Share

Perjanjian Leluhur
Perjanjian Leluhur
Penulis: Enday Hidayat

01. Benci Pada Diri Sendiri

Jaka paling benci jadi orang miskin. Tapi kondisi itulah yang lagi dijalani sekarang. Jadi anak tunggal seharusnya membuat ia senang. Tidak ada saingan dalam keluarga. Tapi apa yang dapat dibanggakan?

Ayahnya adalah seorang petani miskin. Tinggal di rumah bilik di kaki gunung, dengan beberapa tetangga yang tidak jauh beda.

Hebatnya petani ini bisa menelurkan anak jadi sarjana. Wisuda bulan kemarin adalah pengukuhan dirinya jadi seorang pengangguran.

Jaka sudah melayangkan lamaran ke beberapa kantor perusahaan, tapi belum ada panggilan. Untuk sementara, ia mencangkul di ladang membantu ayahnya.

Pendidikan tinggi tidak serta merta membuatnya pintar mencangkul. Abah tertawa melihat anaknya duduk kepayahan di bawah pohon jengkol, padahal baru sebentar bekerja.

Ia biasa menggunakan ballpoint untuk menulis di atas kertas, pada saat menggunakan cangkul untuk bekerja di atas lahan tentu perlu kemauan keras.

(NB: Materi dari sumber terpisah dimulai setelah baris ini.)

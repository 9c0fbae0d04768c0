//! The source-platform tag.
//!
//! Spec §9 Design Notes prefers a tagged variant over string comparison:
//! each variant carries its own URL-detection predicates instead of the
//! resolver doing `if tag == "youtube"` string matching throughout.

use serde::{Deserialize, Serialize};

/// Which external network a `Target` (or a raw user input) belongs to.
///
/// - `YouTube` is "platform A": the general video catalog, the only one the
///   Download Engine can actually pull bytes from.
/// - `YouTubeMusic` is "platform C": a music-specialized search catalog,
///   used only to narrow free-text audio searches (`prefer_alternate_source`).
/// - `Spotify` is "platform B": a music-license-centric metadata source.
///   Never downloadable directly; always resolved to a YouTube URL first.
#[derive(Clone, Copy, Debug, PartialEq, Eq, Hash, Serialize, Deserialize)]
pub enum Platform {
    YouTube,
    YouTubeMusic,
    Spotify,
}

impl Platform {
    /// Short, stable tag used in logs and progress details.
    #[must_use]
    pub const fn as_str(self) -> &'static str {
        match self {
            Self::YouTube => "youtube",
            Self::YouTubeMusic => "youtube_music",
            Self::Spotify => "spotify",
        }
    }

    /// Whether this platform can ever produce a directly downloadable URL.
    ///
    /// Only `YouTube` can; `Spotify` references are always translated
    /// first (spec §4.3 "Cross-platform translation"), and `YouTubeMusic`
    /// is a search-only catalog in this deployment.
    #[must_use]
    pub const fn is_downloadable(self) -> bool {
        matches!(self, Self::YouTube)
    }

    /// Detect whether `url` is a single-item reference on this platform.
    #[must_use]
    pub fn is_single_item_url(self, url: &str) -> bool {
        let url = url.trim();
        match self {
            Self::YouTube => {
                (url.contains("youtube.com/watch") || url.contains("youtu.be/"))
                    && !Self::YouTube.is_playlist_url(url)
            }
            Self::YouTubeMusic => url.contains("music.youtube.com/watch"),
            Self::Spotify => url.contains("open.spotify.com/track/"),
        }
    }

    /// Detect whether `url` is a playlist/album reference on this platform.
    #[must_use]
    pub fn is_playlist_url(self, url: &str) -> bool {
        let url = url.trim();
        match self {
            Self::YouTube => url.contains("list=") || url.contains("youtube.com/playlist"),
            Self::YouTubeMusic => url.contains("music.youtube.com/playlist"),
            Self::Spotify => {
                url.contains("open.spotify.com/playlist/") || url.contains("open.spotify.com/album/")
            }
        }
    }

    /// Page size used when paginating this platform's playlist/album API
    /// (spec §4.3 "Playlist expansion": 50 for albums, 100 for playlists).
    #[must_use]
    pub const fn page_size(self, is_album: bool) -> usize {
        match self {
            Self::Spotify => {
                if is_album {
                    50
                } else {
                    100
                }
            }
            Self::YouTube | Self::YouTubeMusic => 100,
        }
    }

    /// Detect the platform of a raw URL, trying each recognized marker.
    /// Returns `None` for free text (the resolver then falls back to search).
    #[must_use]
    pub fn detect(url: &str) -> Option<Self> {
        for platform in [Self::Spotify, Self::YouTubeMusic, Self::YouTube] {
            if platform.is_single_item_url(url) || platform.is_playlist_url(url) {
                return Some(platform);
            }
        }
        None
    }
}

#[cfg(test)]
mod tests {
    use super::*;

    #[test]
    fn detects_youtube_single_item() {
        assert_eq!(
            Platform::detect("https://www.youtube.com/watch?v=abc123"),
            Some(Platform::YouTube)
        );
    }

    #[test]
    fn detects_youtube_playlist_over_single_item() {
        let url = "https://www.youtube.com/watch?v=abc123&list=PL123";
        assert!(Platform::YouTube.is_playlist_url(url));
        assert!(!Platform::YouTube.is_single_item_url(url));
    }

    #[test]
    fn detects_spotify_album() {
        assert_eq!(
            Platform::detect("https://open.spotify.com/album/xyz"),
            Some(Platform::Spotify)
        );
    }

    #[test]
    fn free_text_is_undetected() {
        assert_eq!(Platform::detect("never gonna give you up"), None);
    }

    #[test]
    fn only_youtube_is_downloadable() {
        assert!(Platform::YouTube.is_downloadable());
        assert!(!Platform::Spotify.is_downloadable());
        assert!(!Platform::YouTubeMusic.is_downloadable());
    }
}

Abah adalah satu-satunya warga kampung yang bahagia jadi orang miskin. Hidup dalam keterbatasan membuatnya nyaman. Sungguh orang tua aneh, karena durhaka untuk disebut gila.

"Cita-cita Abah akhirnya kesampaian," komentar Ambu. "Hidup tenang jadi orang miskin."

"Jadi orang miskin kok tenang?" sindir Jaka sinis. "Aku tidak suka tiap hari makan petai."

"Kamu bisa makan jengkol kalau tidak suka petai."

"Sama saja!"

Konon Abah keturunan bangsawan. Ia seorang saudagar kaya raya. Hartanya dihibahkan ke orang kepercayaan sejak Jaka lahir, dan memilih tinggal di kampung. Cerita ini membuatnya menyesal lahir ke dunia.

"Abah itu sangat sayang padamu," kata Ambu melihat muka Jaka dilipat kayak kardus bekas. "Maka itu Abah menyerahkan hartanya pada Erlangga. Ia memilih tinggal di kampung jadi petani sederhana."

"Sayang sama anak masa jadi orang miskin?" balik Jaka tidak terima. "Abah membuat anak sengsara seumur-umur."

"Masa depanmu semakin suram kalau bergelimang harta."

Ucapan itu terdengar aneh di telinga Jaka. Orang banyak harta masa depannya pasti cemerlang. Kekayaan adalah jaminan nomor wahid. Tanpa itu masalah gampang datang. Ambu kebanyakan makan ubi jalar sehingga otaknya tidak bisa berpikir jernih.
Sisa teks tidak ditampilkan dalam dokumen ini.